## WHAT THIS TASK INVOLVES
The entries below contain a line with "use std::sync::Arc;" and a line with "use core_cache::CacheManager;". Quote exactly those two lines and all lines between them.

## PROVIDED MATERIAL
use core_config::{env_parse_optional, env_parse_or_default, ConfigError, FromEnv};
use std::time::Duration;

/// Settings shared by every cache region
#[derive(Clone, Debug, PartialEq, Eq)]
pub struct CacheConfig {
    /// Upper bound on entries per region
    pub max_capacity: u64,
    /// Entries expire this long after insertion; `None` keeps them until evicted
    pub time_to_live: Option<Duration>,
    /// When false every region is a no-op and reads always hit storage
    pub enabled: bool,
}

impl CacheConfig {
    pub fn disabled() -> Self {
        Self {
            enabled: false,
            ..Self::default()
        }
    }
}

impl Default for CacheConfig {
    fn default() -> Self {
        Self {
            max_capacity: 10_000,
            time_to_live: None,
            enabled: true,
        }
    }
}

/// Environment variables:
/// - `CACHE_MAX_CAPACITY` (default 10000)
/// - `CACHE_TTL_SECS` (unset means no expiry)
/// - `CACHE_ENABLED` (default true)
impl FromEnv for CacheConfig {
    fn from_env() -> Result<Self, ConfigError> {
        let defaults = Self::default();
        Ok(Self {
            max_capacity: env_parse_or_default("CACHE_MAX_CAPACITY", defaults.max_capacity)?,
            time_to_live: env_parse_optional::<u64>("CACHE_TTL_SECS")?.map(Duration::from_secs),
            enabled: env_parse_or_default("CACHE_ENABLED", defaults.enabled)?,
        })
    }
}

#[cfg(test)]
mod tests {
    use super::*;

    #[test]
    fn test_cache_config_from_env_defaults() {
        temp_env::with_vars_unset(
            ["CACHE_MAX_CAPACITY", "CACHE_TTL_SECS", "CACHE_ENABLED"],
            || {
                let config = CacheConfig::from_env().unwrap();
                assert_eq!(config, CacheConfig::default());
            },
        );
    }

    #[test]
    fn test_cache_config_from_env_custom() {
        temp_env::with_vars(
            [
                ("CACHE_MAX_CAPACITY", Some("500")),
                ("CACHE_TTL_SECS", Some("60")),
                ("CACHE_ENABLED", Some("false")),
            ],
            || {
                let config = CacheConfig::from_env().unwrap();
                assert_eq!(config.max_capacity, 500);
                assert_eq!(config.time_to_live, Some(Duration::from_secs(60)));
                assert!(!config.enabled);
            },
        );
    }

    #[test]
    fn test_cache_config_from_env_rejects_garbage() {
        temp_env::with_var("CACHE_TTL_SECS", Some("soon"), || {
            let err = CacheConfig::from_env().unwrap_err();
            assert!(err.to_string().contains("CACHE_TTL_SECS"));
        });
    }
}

==

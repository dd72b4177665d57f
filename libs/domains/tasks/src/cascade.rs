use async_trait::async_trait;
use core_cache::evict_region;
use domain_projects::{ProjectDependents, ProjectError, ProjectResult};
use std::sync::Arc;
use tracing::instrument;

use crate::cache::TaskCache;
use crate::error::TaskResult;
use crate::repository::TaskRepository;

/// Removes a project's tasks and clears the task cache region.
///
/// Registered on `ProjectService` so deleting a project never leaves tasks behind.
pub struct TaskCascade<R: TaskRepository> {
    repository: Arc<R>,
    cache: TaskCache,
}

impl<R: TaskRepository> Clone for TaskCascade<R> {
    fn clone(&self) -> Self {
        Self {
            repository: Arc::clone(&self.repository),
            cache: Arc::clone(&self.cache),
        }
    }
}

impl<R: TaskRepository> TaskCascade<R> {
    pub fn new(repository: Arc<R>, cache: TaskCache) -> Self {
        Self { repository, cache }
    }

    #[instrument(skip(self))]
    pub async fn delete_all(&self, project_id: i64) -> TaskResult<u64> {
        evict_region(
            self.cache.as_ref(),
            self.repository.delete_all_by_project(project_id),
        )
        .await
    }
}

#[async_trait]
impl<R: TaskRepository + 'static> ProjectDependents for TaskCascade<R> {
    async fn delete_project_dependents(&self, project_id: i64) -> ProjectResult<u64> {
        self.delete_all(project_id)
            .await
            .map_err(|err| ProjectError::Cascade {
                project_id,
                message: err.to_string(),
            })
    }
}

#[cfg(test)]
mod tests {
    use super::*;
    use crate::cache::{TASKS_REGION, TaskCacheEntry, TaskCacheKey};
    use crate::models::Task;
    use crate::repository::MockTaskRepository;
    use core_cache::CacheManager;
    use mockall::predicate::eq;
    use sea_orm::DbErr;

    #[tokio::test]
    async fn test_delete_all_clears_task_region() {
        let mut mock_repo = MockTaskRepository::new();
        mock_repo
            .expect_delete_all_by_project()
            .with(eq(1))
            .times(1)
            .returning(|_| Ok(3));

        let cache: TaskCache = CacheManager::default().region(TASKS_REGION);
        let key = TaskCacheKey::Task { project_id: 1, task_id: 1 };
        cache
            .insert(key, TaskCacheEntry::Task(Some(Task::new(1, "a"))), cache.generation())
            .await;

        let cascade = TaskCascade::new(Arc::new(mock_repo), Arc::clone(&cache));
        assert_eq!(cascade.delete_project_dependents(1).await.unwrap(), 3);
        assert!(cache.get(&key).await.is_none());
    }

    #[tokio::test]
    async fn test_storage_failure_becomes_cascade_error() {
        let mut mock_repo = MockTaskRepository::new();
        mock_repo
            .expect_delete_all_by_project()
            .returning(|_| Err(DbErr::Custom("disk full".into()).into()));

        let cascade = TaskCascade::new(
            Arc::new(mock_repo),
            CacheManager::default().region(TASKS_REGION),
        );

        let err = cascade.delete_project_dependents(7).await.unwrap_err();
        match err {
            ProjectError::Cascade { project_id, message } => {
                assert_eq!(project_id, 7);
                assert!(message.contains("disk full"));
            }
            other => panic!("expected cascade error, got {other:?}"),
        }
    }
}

## RESPONSE TO THIS TASK
use std::sync::Arc;
use tracing::instrument;

use crate::cache::TaskCache;
use crate::error::TaskResult;
use crate::repository::TaskRepository;

/// Removes a project's tasks and clears the task cache region.
///
/// Registered on `ProjectService` so deleting a project never leaves tasks behind.
pub struct TaskCascade<R: TaskRepository> {
    repository: Arc<R>,
    cache: TaskCache,
}

impl<R: TaskRepository> Clone for TaskCascade<R> {
    fn clone(&self) -> Self {
        Self {
            repository: Arc::clone(&self.repository),
            cache: Arc::clone(&self.cache),
        }
    }
}

impl<R: TaskRepository> TaskCascade<R> {
    pub fn new(repository: Arc<R>, cache: TaskCache) -> Self {
        Self { repository, cache }
    }

    #[instrument(skip(self))]
    pub async fn delete_all(&self, project_id: i64) -> TaskResult<u64> {
        evict_region(
            self.cache.as_ref(),
            self.repository.delete_all_by_project(project_id),
        )
        .await
    }
}

#[async_trait]
impl<R: TaskRepository + 'static> ProjectDependents for TaskCascade<R> {
    async fn delete_project_dependents(&self, project_id: i64) -> ProjectResult<u64> {
        self.delete_all(project_id)
            .await
            .map_err(|err| ProjectError::Cascade {
                project_id,
                message: err.to_string(),
            })
    }
}

#[cfg(test)]
mod tests {
    use super::*;
    use crate::cache::{TASKS_REGION, TaskCacheEntry, TaskCacheKey};
    use crate::models::Task;
    use crate::repository::MockTaskRepository;
    use core_cache::CacheManager;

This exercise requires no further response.